Сам он, к слову, как и предки Брюсова, – костромич, пропал без вести в рядах ленинградского народного ополчения в самом начале Великой Отечественной, но оставил после себя изрядную библиотеку, чудом, к счастью для меня, уцелевшую в годы блокады, которая помогла мне в 1980-е стать более просвещенным юношей, чем многие мои сверстники, вынужденные довольствоваться скудными предложениями советской школьной программы и прочей подцензурной советской литературой.
Образ «фиолетовых рук на эмалевой стене» мгновенно поразил мое воображение – настолько он был таинствен и необычен. Я стал читать Брюсова подряд все, что мог найти: в библиотеке города Адлера на отдыхе обнаружил томик малой прозы – рассказов, в букинистическом магазине на Литейном нашел знаменитый сиреневый семитомник, изданный в СССР в 1973-м к столетию поэта, взял у родителей денег, купил и запоем прочел. Благодаря Брюсову я узнал, что существуют символизм и больше дюжины неизвестных и неизучаемых в советской школе русских поэтов и писателей, которые при ближайшем рассмотрении оказались гораздо более талантливыми, интересными и, что немаловажно, более образованными, чем предлагаемые советской пропагандой авторы.
Через посвящения и статьи Брюсова мне открылись имена: Константин Бальмонт, Иннокентий Анненский, Иван Коневской, Мирра Лохвицкая, Дмитрий Мережковский, Зинаида Гиппиус, Андрей Белый, Фёдор Сологуб, Михаил Кузмин, Николай Гумилёв, Игорь Северянин, Николай Клюев, Владислав Ходасевич. И это все только имена первого ряда!

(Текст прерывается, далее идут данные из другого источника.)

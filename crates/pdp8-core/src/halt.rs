/// Why `Cpu::run` returned control to the host.
#[derive(Debug, Clone, Copy, PartialEq, Eq)]
pub enum HaltReason {
    /// `HLT` reached in a build where `HLT` exits to the shell rather than
    /// becoming a soft-Stop (see `Config::hlt_exits_to_shell`).
    Halt,
    /// A registered execution breakpoint matched the fetch address.
    Breakpoint,
    /// `JMP *` with interrupts off: a fatal infinite loop for the guest.
    Loop,
    /// An unassigned IOT or an EAE-absent group-3 instruction, with
    /// `stop_inst` set.
    IllegalInstruction,
    /// A device table could not be built because two devices claimed the
    /// same slot, or some other boot-time configuration fault.
    Configuration,
    /// A device callback embedded a reason code in the high bits of its
    /// return value.
    Device(u16),
}

/// An out-of-band request encoded by the front panel's chorded switches,
/// reported to the host alongside a [`HaltReason`] instead of being
/// smuggled through an unnamed integer flag.
#[derive(Debug, Clone, Copy, PartialEq, Eq)]
pub enum PendingAction {
    /// Mount the device whose code was selected on the DF switch column.
    MountDevice(u8),
    /// Run the boot script numbered by the IF switch column.
    RunScript(u8),
    Shutdown,
    Reboot,
    UsbMount,
    UsbUnmount,
}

Сам великий Александр Блок оказался учеником и последователем Брюсова, а Брюсов – первым его издателем и даже автором заголовка первой книги стихов Блока – «Стихи о Прекрасной Даме». И главное, всё это была или полузапрещенная или вовсе запрещенная литература, а знаете, как остра сладость запретного плода, когда тебе 13 лет! Вспоминается анекдот. Как сделать так, чтобы школьники прочли целиком «Войну и мир»? Ответ: запретить ее.
Дальше – больше. В школе я учил французский, на нем немного говорили дома, в семье. Я стал в оригинале читать французские образцы, которым подражал Брюсов и другие русские символисты. Таким образом, я познакомился с Бодлером, Верленом, Рэмбо, Верхарном и Метерлинком. Потом были еще и «Дориан» Оскара Уайльда, и «Ворон» Эдгара По, и, конечно же, великие музыкальные драмы Вильгельма Рихарда Вагнера, ради которых я выучил немецкий… В общем, прочитав одно стихотворение Брюсова, я, по сути, оказался в ситуации Буратино, проткнувшего нарисованный на холсте очаг и обнаружившего за ним потайную дверь, за которой оказались несметные сокровища человеческого духа. Брюсов сыграл роль золотого ключика. И, я полагаю, не только для меня.
В стихах и прозе Брюсова помимо совершенства литературной формы – конечно же, в лучших образцах, потому что писал он много и неровно, – есть ощущение невероятной новизны и свежести, неожиданной доступности запретных тем, огромная историческая перспектива – от египетских пирамид до революций, очевидцем которых Брюсову случилось быть.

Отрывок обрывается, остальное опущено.